As in the case of their national association, leaders of the California Osteopathic Association were greatly upset by the AMA house vote on the Cline Report. Nevertheless, they clearly recognized that the on-site visitations had opened many of the delegates’ eyes to what was actually taught in osteopathic schools and in so doing had helped to raise DOs’ standing and status among MDs generally. What now remained to be done to facilitate a local merger was to push the AOA towards meeting the Rouse conditions, so that the stigma of the cultist label would be removed, thereby eliminating any possible AMA objections to amalgamation.
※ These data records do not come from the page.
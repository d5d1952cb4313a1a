//! Per-file translation: read, translate, write

mod error;
mod result;
mod validation;

pub use error::PipelineError;
pub use result::PipelineResult;
pub use validation::validate_pipeline;

use crate::file_processor::{FileProcessor, OutputLayout};
use crate::logging;
use crate::translation::{TranslationReport, Translator};
use std::path::Path;
use std::time::Instant;

/// Translate one file and write it under the layout's output root
pub fn process_file(
    input: &Path,
    layout: &OutputLayout,
    translator: &Translator<'_>,
) -> Result<PipelineResult, PipelineError> {
    process_file_with(&FileProcessor::new(), input, layout, translator, 0)
}

/// `process_file` with an explicit reader; `file_id` tags log events
pub fn process_file_with(
    processor: &FileProcessor,
    input: &Path,
    layout: &OutputLayout,
    translator: &Translator<'_>,
    file_id: usize,
) -> Result<PipelineResult, PipelineError> {
    let start_time = Instant::now();

    logging::with_file_context(input.to_path_buf(), file_id, || {
        crate::log_info!("Translating file", "file" => input.display());

        let file_result = processor.process_file(input)?;
        let report = translator.translate_detailed(&file_result.source)?;
        let output_path = layout.write_output(input, &report.output)?;

        let result = PipelineResult {
            input_path: input.to_path_buf(),
            output_path: Some(output_path),
            file_metadata: file_result.metadata,
            token_count: report.token_count(),
            substitutions: report.substitutions,
            output_bytes: report.output.len(),
            lexical_metrics: report.metrics,
            processing_duration: start_time.elapsed(),
        };
        result.log_success();

        Ok(result)
    })
}

/// Translate one file without writing anything
pub fn translate_to_string(
    input: &Path,
    translator: &Translator<'_>,
) -> Result<TranslationReport, PipelineError> {
    translate_file_with(&FileProcessor::new(), input, translator)
}

pub fn translate_file_with(
    processor: &FileProcessor,
    input: &Path,
    translator: &Translator<'_>,
) -> Result<TranslationReport, PipelineError> {
    logging::with_file_context(input.to_path_buf(), 0, || {
        let file_result = processor.process_file(input)?;
        Ok(translator.translate_detailed(&file_result.source)?)
    })
}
At its May 1957, meeting the COA House of Delegates passed a resolution urging the deletion from all AOA printed materials of those statements referring to the osteopathic profession as a separate, independent, and complete school of medicine, and the removal of all possibly “cultist” terminology employed by the colleges and hospitals, and it directed its delegation to the AOA house to make every effort to implement these changes.38

That July, during the national convention, debate centered on the AOA constitution, which then read in part:

The objects of this Association shall be to promote the public health and the art and science of the osteopathic school of practice of the healing arts, by maintaining high standards of osteopathic education and by advancing the profession’s knowledge of surgery, obstetrics, and the prevention, diagnosis and treatment of disease in general; by stimulating original research and investigation, and by collecting and disseminating the results of such work for the education and improvement of the profession and the ultimate benefit of humanity; that the evolution of the osteopathic principles shall be ever growing tribute to Andrew Taylor Still whose original researches made possible osteopathy as a science.39

In place of this awkward, “cultist”—sounding testament, a majority of the members of a Special Reference Committee of the house proposed that this part of the constitution, known as article 2, be amended to read simply, “The objects of this Association shall be to promote the public health, to encourage scientific research and to improve high standards of medical education.” This was moved by the California delegation from the floor.